Piggy’s entrance into the theater today was the only entrance conceivable that could have topped her original one. Harry carried her not just inside the door but all the way back to the backstage area, despite Piggy’s repeated insistence that he put her down at once. If she’d had her feet under her, and her hands were not scraped raw through the now-ruined gloves she wore, Piggy might have cuffed him one to make him obey, but there did not seem to be any real harm in his refusal to follow her orders—just mulishness. At last, Harry deposited her into the midst of her concerned and chattering cast-mates and stood there, looking abashed, until Piggy had pity on him and put her hand lightly on his wrist.
“Thank you, Harry,” Piggy said, with an attempt at dignity over the din around her. “Please go back to your post now.”
Harry walked off meekly, touching his wrist where her hand had lain. She watched him go, wondering what would have happened—what might have happened—if Scribbler had had a moment longer to speak to her. When she spoke to Fleet later, she might find out, and the thought of talking to him—really talking to him—after all this time was…strange. Strange and scary. He knew her so well, knew her weaknesses and strengths, and that made her feel exposed and vulnerable. Piggy shivered a little, and was immediately wrapped in Cordell’s jacket. She tried to shrug it off, tried to insist that she was fine, tried to say anything that could be heard above the din of inquiry. Everyone was crowding around her now, worried, curious, wanting to know what had happened, wanting to know why she had been carried into the theater in Harry’s beefy arms, wanting to know what the newspapers were going to think of all of this—
The thought of newspapers—one newspaper in particular—made her heart sink. What would Fleet have to say about this? What would Fleet write about this? What snarky comment would he make about Kermit not being here to come to the rescue? Scribbler had been her savior this afternoon, but would that extend to protecting her from prying eyes or scurrilous gossip, or would he take advantage of the situation like he had during the better part of last year? The thought was almost too awful to contemplate.
Piggy stopped trying to shrug Cordell’s jacket off, put her face in her tattered gloves and boo-hooed loudly. That silenced her cast-mates’ chatter, but only for a moment, then everyone surged forward to comfort her. Well, almost everyone.
“Poor thing,” said someone, and the sentiment was echoed by the others.
“Bless her.”
“New York is so dangerous for a girl out alone.”
“Piggy—what, um, happened? Are you, you know, okay?” Harrison said, his voice surprisingly gruff. Once Piggy had decided he was just a wolf, and not a louse, they had reached a pretty friendly understanding.

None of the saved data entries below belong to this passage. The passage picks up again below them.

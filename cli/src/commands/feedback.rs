// Copyright (c) 2026 100monkeys.ai
// SPDX-License-Identifier: AGPL-3.0

//! Feedback memory commands
//!
//! Commands: feedback, summary, relevant

use anyhow::{Context, Result};
use colored::Colorize;
use std::path::PathBuf;

use ghostwriter_core::domain::feedback::NewFeedback;
use ghostwriter_core::{FeedbackKind, FeedbackSummary, ProfileName};

use super::{read_text_arg, FeedbackArgs, RelevantArgs, SummaryArgs};
use crate::engine::Engine;

pub async fn submit(args: FeedbackArgs, config_path: Option<PathBuf>, verbose: bool) -> Result<()> {
    let mut engine = Engine::new(config_path, verbose)?;

    let submission = NewFeedback {
        profile: args.profile,
        context: args.context,
        instruction: args.instruction,
        generated_post: read_text_arg(&args.post)?,
        feedback_type: args.feedback_type,
        feedback_text: args.text,
        refinement_instruction: args.refinement,
        approved_version: args.approved.as_deref().map(read_text_arg).transpose()?,
    };

    let result = engine.generator.submit_feedback(submission).await;
    engine.print_events();

    let id = result.context("Failed to record feedback")?;
    println!("{} {}", "✓ Feedback recorded:".green(), id);
    Ok(())
}

pub async fn summary(args: SummaryArgs, config_path: Option<PathBuf>) -> Result<()> {
    let engine = Engine::new(config_path, false)?;
    let profile = ProfileName::new(args.profile.as_str())?;

    let summary = engine
        .generator
        .feedback_summary(&profile)
        .await
        .context("Failed to load feedback summary")?;

    if args.json {
        println!("{}", serde_json::to_string_pretty(&summary)?);
    } else {
        print_summary(&profile, &summary);
    }
    Ok(())
}

fn print_summary(profile: &ProfileName, summary: &FeedbackSummary) {
    println!("{}", format!("Feedback summary for {}", profile).bold());
    println!("  Total:        {}", summary.total);
    println!("  Positive:     {}", summary.positive.to_string().green());
    println!("  Negative:     {}", summary.negative.to_string().red());
    println!("  Refinements:  {}", summary.refinements.to_string().yellow());
    println!("  Learning score: {}", summary.learning_score);

    if summary.recent.is_empty() {
        return;
    }
    println!();
    println!("{}", "Recent feedback:".bold());
    for entry in &summary.recent {
        println!(
            "  {} [{}] {}",
            entry.timestamp.format("%Y-%m-%d %H:%M").to_string().dimmed(),
            entry.feedback_type,
            entry.feedback_text
        );
    }
}

pub async fn relevant(args: RelevantArgs, config_path: Option<PathBuf>) -> Result<()> {
    let engine = Engine::new(config_path, false)?;
    let profile = ProfileName::new(args.profile.as_str())?;
    let kind = args
        .feedback_type
        .as_deref()
        .map(str::parse::<FeedbackKind>)
        .transpose()?;

    let records = engine
        .generator
        .relevant_feedback(&profile, &args.context, kind)
        .await
        .context("Failed to query feedback")?;

    if args.json {
        println!("{}", serde_json::to_string_pretty(&records)?);
        return Ok(());
    }

    if records.is_empty() {
        println!("{}", "No stored feedback for this profile.".dimmed());
        return Ok(());
    }
    for (i, record) in records.iter().enumerate() {
        println!(
            "{}. [{}] {}",
            i + 1,
            record.kind(),
            record.feedback_text().bold()
        );
        if let Some(instruction) = record.refinement_instruction() {
            println!("   → {}", instruction);
        }
        println!("   {} {}", "context:".dimmed(), record.original_context());
    }
    Ok(())
}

“An awful man tried to mug me,” Piggy cried. This time, the lie practically jumped off her tongue, and her big blue eyes, still wet with tears, gave substance to it. She almost believed it herself.
“Oooh! Did he get your purse, honey? That cute little ruffled one?” That from Darcy.

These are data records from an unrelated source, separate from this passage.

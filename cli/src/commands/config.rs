// Copyright (c) 2026 100monkeys.ai
// SPDX-License-Identifier: AGPL-3.0

//! Configuration management commands
//!
//! Commands: show, validate, generate

use anyhow::{Context, Result};
use clap::Subcommand;
use colored::Colorize;
use std::path::PathBuf;

use ghostwriter_core::application::ResourceCache;
use ghostwriter_core::domain::config::{GhostwriterConfig, GhostwriterConfigManifest};
use ghostwriter_core::infrastructure::EventBus;

#[derive(Subcommand)]
pub enum ConfigCommand {
    /// Show current configuration
    Show {
        /// Show config file paths checked
        #[arg(long)]
        paths: bool,
    },

    /// Validate configuration file
    Validate {
        /// Path to config file (default: discover)
        #[arg(value_name = "FILE")]
        file: Option<PathBuf>,

        /// Also contact the embedding and generation providers
        #[arg(long)]
        check: bool,
    },

    /// Generate sample configuration
    Generate {
        /// Output path (default: ./ghostwriter-config.yaml)
        #[arg(short, long, default_value = "./ghostwriter-config.yaml")]
        output: PathBuf,

        /// Include examples and comments
        #[arg(long)]
        examples: bool,
    },
}

pub async fn handle_command(
    command: ConfigCommand,
    config_override: Option<PathBuf>,
) -> Result<()> {
    match command {
        ConfigCommand::Show { paths } => show(config_override, paths),
        ConfigCommand::Validate { file, check } => validate(file.or(config_override), check).await,
        ConfigCommand::Generate { output, examples } => generate(output, examples),
    }
}

fn show(config_override: Option<PathBuf>, show_paths: bool) -> Result<()> {
    let manifest = GhostwriterConfigManifest::load_or_default(config_override.clone())
        .context("Failed to load configuration")?;

    if show_paths {
        println!("{}", "Configuration discovery paths:".bold());
        if let Some(path) = &config_override {
            println!("  1. --config flag: {}", path.display());
        } else {
            println!("  1. --config flag: {}", "(not set)".dimmed());
        }
        println!(
            "  2. GHOSTWRITER_CONFIG_PATH: {}",
            std::env::var("GHOSTWRITER_CONFIG_PATH")
                .unwrap_or_else(|_| "(not set)".to_string())
                .dimmed()
        );
        println!("  3. ./ghostwriter-config.yaml");
        println!("  4. ~/.ghostwriter/config.yaml");
        println!("  5. /etc/ghostwriter/config.yaml");
        println!();
    }

    let config = &manifest.spec;
    println!("{}", "Current configuration:".bold());
    println!();

    println!("{}", "Storage:".bold());
    println!("  Root: {}", config.storage.root.display());
    println!("  Feedback: {}", config.storage.feedback_dir().display());
    println!("  Default profile file: {}", config.storage.default_profile_file.display());
    println!();

    println!("{}", "Embedding:".bold());
    println!("  Type: {}", config.embedding.provider_type);
    if config.embedding.provider_type == "hashing" {
        println!("  Dimension: {}", config.embedding.dimension);
    } else {
        println!("  Endpoint: {}", config.embedding.endpoint);
        println!("  Model: {}", config.embedding.model);
    }
    println!();

    println!("{}", "Generation:".bold());
    println!("  Type: {}", config.generation.provider_type);
    println!("  Endpoint: {}", config.generation.endpoint);
    println!("  Model: {}", config.generation.model);
    println!(
        "  Temperature: {}  Max tokens: {}",
        config.generation.temperature, config.generation.max_tokens
    );
    if config.generation.api_key.is_some() {
        println!("  API key: {}", "(set)".dimmed());
    }
    println!();

    println!("{}", "Retrieval:".bold());
    println!("  Pattern cap: {}", config.retrieval.pattern_cap);
    println!("  Relevant limit: {}", config.retrieval.relevant_limit);
    println!("  Recent limit: {}", config.retrieval.recent_limit);
    println!("  Style examples: {}", config.retrieval.max_style_examples);
    println!();

    println!("{}", "Timeouts:".bold());
    println!("  Embedding: {} ms", config.timeouts.embedding_ms);
    println!("  Generation: {} ms", config.timeouts.generation_ms);

    Ok(())
}

async fn validate(config_path: Option<PathBuf>, check_providers: bool) -> Result<()> {
    println!("Validating configuration...");

    let manifest = GhostwriterConfigManifest::load_or_default(config_path)
        .context("Failed to load configuration")?;

    manifest
        .validate()
        .context("Configuration validation failed")?;

    println!("{}", "✓ Configuration is valid".green());

    if check_providers {
        check(&manifest.spec).await?;
    }

    Ok(())
}

async fn check(config: &GhostwriterConfig) -> Result<()> {
    let cache = ResourceCache::from_config(config, EventBus::default());

    let embedder = cache
        .get_embedding_provider()
        .await
        .context("Failed to build embedding provider")?;
    let vector = embedder
        .embed("ghostwriter connectivity check")
        .await
        .with_context(|| format!("Embedding provider '{}' is not usable", embedder.model()))?;
    println!(
        "{}",
        format!("✓ Embedding provider reachable ({} dimensions)", vector.len()).green()
    );

    let llm = cache
        .get_generation_provider()
        .await
        .context("Failed to build generation provider")?;
    llm.health_check()
        .await
        .context("Generation provider is not reachable")?;
    println!("{}", "✓ Generation provider reachable".green());

    Ok(())
}

fn generate(output: PathBuf, with_examples: bool) -> Result<()> {
    if with_examples {
        std::fs::write(&output, include_str!("../../templates/config-with-examples.yaml"))
            .with_context(|| format!("Failed to write config to {:?}", output))?;
    } else {
        GhostwriterConfigManifest::default()
            .to_yaml_file(&output)
            .with_context(|| format!("Failed to write config to {:?}", output))?;
    }

    println!(
        "{}",
        format!("✓ Configuration generated: {}", output.display()).green()
    );

    Ok(())
}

“One of the nice security guards retrieved it for me. And then a kind stranger happened along and chased the bad guy away.” Like any good actress, Piggy had her lines down pat, but she was biting the inside of her lip to stop its trembling.
“But how—“ Rory began, looking confused and upset, but was cut off before he could say more.

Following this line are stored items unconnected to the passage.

// Copyright (c) 2026 100monkeys.ai
// SPDX-License-Identifier: AGPL-3.0

//! Construct-once behaviour of the resource cache under concurrent access.

mod common;

use futures::future::join_all;
use std::sync::atomic::{AtomicUsize, Ordering};
use std::sync::Arc;
use std::time::Duration;
use tempfile::TempDir;

use common::{default_factory, feedback, harness, profile, MockFactory};

#[tokio::test(flavor = "multi_thread", worker_threads = 4)]
async fn test_concurrent_first_access_builds_once() {
    let dir = TempDir::new().unwrap();
    let factory = MockFactory {
        build_delay: Duration::from_millis(25),
        ..default_factory()
    };
    let h = harness(dir.path(), factory);

    let lookups = (0..16).map(|_| {
        let cache = Arc::clone(&h.cache);
        tokio::spawn(async move { cache.get_store(&profile("Jane Doe")).await })
    });
    let stores: Vec<_> = join_all(lookups)
        .await
        .into_iter()
        .map(|joined| joined.unwrap().unwrap())
        .collect();

    assert!(stores.iter().all(|s| Arc::ptr_eq(s, &stores[0])));
    assert_eq!(h.factory.embedding_builds.load(Ordering::SeqCst), 1);
    assert_eq!(h.cache.loaded_store_count(), 1);
}

#[tokio::test]
async fn test_generation_provider_built_once() {
    let dir = TempDir::new().unwrap();
    let h = harness(dir.path(), default_factory());

    let (a, b) = tokio::join!(
        h.cache.get_generation_provider(),
        h.cache.get_generation_provider()
    );
    assert!(Arc::ptr_eq(&a.ok().unwrap(), &b.ok().unwrap()));
    assert_eq!(h.factory.generation_builds.load(Ordering::SeqCst), 1);
}

#[tokio::test]
async fn test_failed_construction_is_retried() {
    let dir = TempDir::new().unwrap();
    let factory = MockFactory {
        failing_builds: AtomicUsize::new(1),
        ..default_factory()
    };
    let h = harness(dir.path(), factory);
    let default = profile("default");

    assert!(h.cache.get_store(&default).await.is_err());
    assert_eq!(h.cache.loaded_store_count(), 0);

    assert!(h.cache.get_store(&default).await.is_ok());
    assert_eq!(h.factory.embedding_builds.load(Ordering::SeqCst), 2);
}

#[tokio::test]
async fn test_warm_up_loads_profiles_with_feedback() {
    let dir = TempDir::new().unwrap();
    {
        let h = harness(dir.path(), default_factory());
        for name in ["Jane Doe", "alice"] {
            h.generator
                .submit_feedback(feedback(name, "ctx", "positive", "nice"))
                .await
                .unwrap();
        }
    }

    let h = harness(dir.path(), default_factory());
    assert_eq!(h.cache.known_profiles().await.unwrap(), vec!["alice", "jane_doe"]);
    assert_eq!(h.cache.warm_up().await.unwrap(), 2);
    assert_eq!(h.cache.loaded_store_count(), 2);

    let jane = h.cache.get_store(&profile("Jane Doe")).await.unwrap();
    assert_eq!(jane.len().await, 1);
}
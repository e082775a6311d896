// Copyright (c) 2026 100monkeys.ai
// SPDX-License-Identifier: AGPL-3.0

//! Domain events for the learning loop
//! Published to the EventBus for observability and integration

use chrono::{DateTime, Utc};
use serde::{Deserialize, Serialize};

use super::feedback::{FeedbackId, FeedbackKind};

#[derive(Debug, Clone, Serialize, Deserialize)]
#[serde(tag = "type", rename_all = "snake_case")]
pub enum LearningEvent {
    /// A feedback record was durably appended and indexed
    FeedbackRecorded {
        profile: String,
        feedback_id: FeedbackId,
        kind: FeedbackKind,
        total_records: usize,
        timestamp: DateTime<Utc>,
    },

    /// A profile index was rebuilt from its feedback log
    IndexRebuilt {
        profile: String,
        records: usize,
        reason: String,
        timestamp: DateTime<Utc>,
    },

    /// A post was generated with feedback patterns applied
    PostGenerated {
        profile: String,
        pattern_count: usize,
        timestamp: DateTime<Utc>,
    },

    /// A post was rewritten from a one-shot instruction
    PostRefined {
        profile: String,
        timestamp: DateTime<Utc>,
    },

    /// The generation port failed for a request
    GenerationFailed {
        profile: String,
        error: String,
        timestamp: DateTime<Utc>,
    },
}

impl LearningEvent {
    pub fn timestamp(&self) -> DateTime<Utc> {
        match self {
            LearningEvent::FeedbackRecorded { timestamp, .. } => *timestamp,
            LearningEvent::IndexRebuilt { timestamp, .. } => *timestamp,
            LearningEvent::PostGenerated { timestamp, .. } => *timestamp,
            LearningEvent::PostRefined { timestamp, .. } => *timestamp,
            LearningEvent::GenerationFailed { timestamp, .. } => *timestamp,
        }
    }

    pub fn event_type(&self) -> &'static str {
        match self {
            LearningEvent::FeedbackRecorded { .. } => "feedback_recorded",
            LearningEvent::IndexRebuilt { .. } => "index_rebuilt",
            LearningEvent::PostGenerated { .. } => "post_generated",
            LearningEvent::PostRefined { .. } => "post_refined",
            LearningEvent::GenerationFailed { .. } => "generation_failed",
        }
    }

    pub fn profile(&self) -> &str {
        match self {
            LearningEvent::FeedbackRecorded { profile, .. }
            | LearningEvent::IndexRebuilt { profile, .. }
            | LearningEvent::PostGenerated { profile, .. }
            | LearningEvent::PostRefined { profile, .. }
            | LearningEvent::GenerationFailed { profile, .. } => profile,
        }
    }
}

#[cfg(test)]
mod tests {
    use super::*;

    #[test]
    fn test_event_serialization() {
        let event = LearningEvent::FeedbackRecorded {
            profile: "default".to_string(),
            feedback_id: FeedbackId::new(),
            kind: FeedbackKind::Positive,
            total_records: 1,
            timestamp: Utc::now(),
        };

        let json = serde_json::to_string(&event).unwrap();
        assert!(json.contains("\"type\":\"feedback_recorded\""));
        let deserialized: LearningEvent = serde_json::from_str(&json).unwrap();

        assert_eq!(event.event_type(), deserialized.event_type());
        assert_eq!(deserialized.profile(), "default");
    }
}
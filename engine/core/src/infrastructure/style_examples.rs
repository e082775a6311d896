// Copyright (c) 2026 100monkeys.ai
// SPDX-License-Identifier: AGPL-3.0

//! File-backed style examples
//!
//! Each profile's writing samples live in one text file under the storage
//! root, separated by blank lines.

use async_trait::async_trait;
use std::path::PathBuf;
use tracing::debug;

use crate::domain::config::StorageConfig;
use crate::domain::errors::{GhostwriterError, StorageError, ValidationError};
use crate::domain::profile::ProfileName;
use crate::domain::style::StyleExampleSource;

pub struct FileStyleExampleSource {
    root: PathBuf,
    default_profile_file: PathBuf,
    max_examples: usize,
}

impl FileStyleExampleSource {
    pub fn new(storage: &StorageConfig, max_examples: usize) -> Self {
        Self {
            root: storage.root.clone(),
            default_profile_file: storage.default_profile_file.clone(),
            max_examples,
        }
    }

    /// `default` reads the configured default file (relative paths resolve
    /// against the storage root); other profiles read `<root>/<slug>.txt`.
    pub fn profile_file(&self, profile: &ProfileName) -> PathBuf {
        if profile.is_default() {
            self.root.join(&self.default_profile_file)
        } else {
            self.root.join(format!("{}.txt", profile.slug()))
        }
    }
}

/// Split on blank lines, dropping empty samples
pub fn split_samples(content: &str) -> Vec<String> {
    content
        .replace("\r\n", "\n")
        .split("\n\n")
        .map(str::trim)
        .filter(|s| !s.is_empty())
        .map(str::to_string)
        .collect()
}

#[async_trait]
impl StyleExampleSource for FileStyleExampleSource {
    async fn load_style_examples(&self, profile: &ProfileName) -> Result<Vec<String>, GhostwriterError> {
        let path = self.profile_file(profile);
        let content = match tokio::fs::read_to_string(&path).await {
            Ok(content) => content,
            Err(e) if e.kind() == std::io::ErrorKind::NotFound => {
                return Err(ValidationError::ProfileNotFound(profile.to_string()).into());
            }
            Err(e) => return Err(StorageError::io(&path, e).into()),
        };

        let mut samples = split_samples(&content);
        samples.truncate(self.max_examples);
        debug!(profile = %profile, samples = samples.len(), "Loaded style examples");
        Ok(samples)
    }
}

“But…but how did your hands get all scraped up? Aw--and look! Your knees…your cute little knees are all bloody,” said Harrison sadly. Everyone took their focus off Piggy’s face and looked at her legs. Piggy couldn’t decide whether to hug Harrison or swat him, but took advantage of the situation while she decided.
“When he grabbed my purse, Moi did not let go. He tried to run and Moi…I fell and scraped my knees and hands.” She finally looked down at the damage, finally ready to face it, and cringed at the sight of the scraped and bloody skin. She was going to have to wear tights over it tonight—no doubt about it—and that wasn’t going to be fun. “Oh,” she said unhappily, and did not realize she had said it out loud until they chorused a sympathetic response.
“Well, sweetie—your gloves are ruined,” Kristen said, practical in the face of misfortune. “Want me to help you get them off?”
“Oh, yes please,” Piggy said, batting her eyelashes and trying to look helpless. She saw Rory narrow his eyes at her but avoided his gaze determinedly. She held out her hands in an appealing gesture and Kristen and Stacey each took a hand and began to gently pull and tug the gloves from her fingers before the blood dried and made the job more painful. When the gloves came off, Piggy’s faked vulnerability became genuine vulnerability, and she looked in dismay at the flayed skin on her palms. Seeing it, Rory’s face softened as he leaned against the wall and watched her.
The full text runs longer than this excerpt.